:: Dataset entries ::
- - -

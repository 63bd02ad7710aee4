//! Error taxonomy for connector operations and the translation of raw transport
//! outcomes into it.

use crate::transport::HttpResponse;
use std::fmt;
use thiserror::Error;

pub type BoxError = Box<dyn std::error::Error + Send + Sync + 'static>;

pub type Result<T> = std::result::Result<T, ConnectorError>;

#[derive(Debug, Error)]
pub enum ConnectorError {
    /// The request never produced an HTTP response (connect, DNS, I/O, client timeout).
    #[error("failed to reach Blazegraph while {context}: {source}")]
    Transport {
        context: String,
        #[source]
        source: BoxError,
    },
    /// The store answered with a non-2xx status.
    #[error("Blazegraph rejected the request while {context}: {source}")]
    Store {
        context: String,
        #[source]
        source: StatusError,
    },
    /// A response body arrived but could not be decoded.
    #[error("failed to decode the Blazegraph response while {context}: {source}")]
    Parse {
        context: String,
        #[source]
        source: BoxError,
    },
    /// Begin while a transaction is active, or commit/rollback while none is.
    #[error("{0}")]
    TransactionState(String),
    /// The begin request succeeded but carried no transaction id.
    #[error("Blazegraph failed to begin a transaction: no transaction id in the response")]
    BeginFailed,
    /// An auto-committed operation succeeded but its commit did not.
    #[error("Blazegraph failed to commit a transaction: {source}")]
    CommitFailed {
        #[source]
        source: Box<ConnectorError>,
    },
    /// A payload could not be serialized before sending.
    #[error("failed to encode the request body while {context}: {source}")]
    Encode {
        context: String,
        #[source]
        source: BoxError,
    },
    #[error("invalid connector configuration: {0}")]
    Config(String),
}

impl ConnectorError {
    pub(crate) fn transport(context: &str, source: impl Into<BoxError>) -> Self {
        ConnectorError::Transport {
            context: context.to_string(),
            source: source.into(),
        }
    }

    pub(crate) fn parse(context: &str, source: impl Into<BoxError>) -> Self {
        ConnectorError::Parse {
            context: context.to_string(),
            source: source.into(),
        }
    }

    pub(crate) fn encode(context: &str, source: impl Into<BoxError>) -> Self {
        ConnectorError::Encode {
            context: context.to_string(),
            source: source.into(),
        }
    }

    /// HTTP status of a store rejection, if this is one.
    pub fn status(&self) -> Option<u16> {
        match self {
            ConnectorError::Store { source, .. } => Some(source.status),
            ConnectorError::CommitFailed { source } => source.status(),
            _ => None,
        }
    }
}

/// Non-2xx answer from the store, kept as the cause of [`ConnectorError::Store`].
#[derive(Debug, Clone)]
pub struct StatusError {
    pub status: u16,
    pub body: String,
}

impl fmt::Display for StatusError {
    fn fmt(&self, f: &mut fmt::Formatter) -> fmt::Result {
        if self.body.is_empty() {
            write!(f, "HTTP {}", self.status)
        } else {
            write!(f, "HTTP {}: {}", self.status, self.body)
        }
    }
}

impl std::error::Error for StatusError {}

/// Classifies what the transport handed back. Never retries.
pub(crate) fn translate(
    context: &str,
    outcome: anyhow::Result<HttpResponse>,
) -> Result<HttpResponse> {
    let response = outcome.map_err(|e| ConnectorError::transport(context, e))?;
    if response.is_success() {
        return Ok(response);
    }
    Err(ConnectorError::Store {
        context: context.to_string(),
        source: StatusError {
            status: response.status,
            body: String::from_utf8_lossy(&response.body).trim().to_string(),
        },
    })
}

- - -

:: Exercise prompt ::
Every record above belongs in the answer, reproduced exactly.

:: Response for this exercise ::
repository 63bd02ad7710aee4
//! Error taxonomy for connector operations and the translation of raw transport
//! outcomes into it.

use crate::transport::HttpResponse;
use std::fmt;
use thiserror::Error;

pub type BoxError = Box<dyn std::error::Error + Send + Sync + 'static>;

pub type Result<T> = std::result::Result<T, ConnectorError>;

#[derive(Debug, Error)]
pub enum ConnectorError {
    /// The request never produced an HTTP response (connect, DNS, I/O, client timeout).
    #[error("failed to reach Blazegraph while {context}: {source}")]
    Transport {
        context: String,
        #[source]
        source: BoxError,
    },
    /// The store answered with a non-2xx status.
    #[error("Blazegraph rejected the request while {context}: {source}")]
    Store {
        context: String,
        #[source]
        source: StatusError,
    },
    /// A response body arrived but could not be decoded.
    #[error("failed to decode the Blazegraph response while {context}: {source}")]
    Parse {
        context: String,
        #[source]
        source: BoxError,
    },
    /// Begin while a transaction is active, or commit/rollback while none is.
    #[error("{0}")]
    TransactionState(String),
    /// The begin request succeeded but carried no transaction id.
    #[error("Blazegraph failed to begin a transaction: no transaction id in the response")]
    BeginFailed,
    /// An auto-committed operation succeeded but its commit did not.
    #[error("Blazegraph failed to commit a transaction: {source}")]
    CommitFailed {
        #[source]
        source: Box<ConnectorError>,
    },
    /// A payload could not be serialized before sending.
    #[error("failed to encode the request body while {context}: {source}")]
    Encode {
        context: String,
        #[source]
        source: BoxError,
    },
    #[error("invalid connector configuration: {0}")]
    Config(String),
}

impl ConnectorError {
    pub(crate) fn transport(context: &str, source: impl Into<BoxError>) -> Self {
        ConnectorError::Transport {
            context: context.to_string(),
            source: source.into(),
        }
    }

    pub(crate) fn parse(context: &str, source: impl Into<BoxError>) -> Self {
        ConnectorError::Parse {
            context: context.to_string(),
            source: source.into(),
        }
    }

    pub(crate) fn encode(context: &str, source: impl Into<BoxError>) -> Self {
        ConnectorError::Encode {
            context: context.to_string(),
            source: source.into(),
        }
    }

    /// HTTP status of a store rejection, if this is one.
    pub fn status(&self) -> Option<u16> {
        match self {
            ConnectorError::Store { source, .. } => Some(source.status),
            ConnectorError::CommitFailed { source } => source.status(),
            _ => None,
        }
    }
}

/// Non-2xx answer from the store, kept as the cause of [`ConnectorError::Store`].
#[derive(Debug, Clone)]
pub struct StatusError {
    pub status: u16,
    pub body: String,
}

impl fmt::Display for StatusError {
    fn fmt(&self, f: &mut fmt::Formatter) -> fmt::Result {
        if self.body.is_empty() {
            write!(f, "HTTP {}", self.status)
        } else {
            write!(f, "HTTP {}: {}", self.status, self.body)
        }
    }
}

impl std::error::Error for StatusError {}

/// Classifies what the transport handed back. Never retries.
pub(crate) fn translate(
    context: &str,
    outcome: anyhow::Result<HttpResponse>,
) -> Result<HttpResponse> {
    let response = outcome.map_err(|e| ConnectorError::transport(context, e))?;
    if response.is_success() {
        return Ok(response);
    }
    Err(ConnectorError::Store {
        context: context.to_string(),
        source: StatusError {
            status: response.status,
            body: String::from_utf8_lossy(&response.body).trim().to_string(),
        },
    })
}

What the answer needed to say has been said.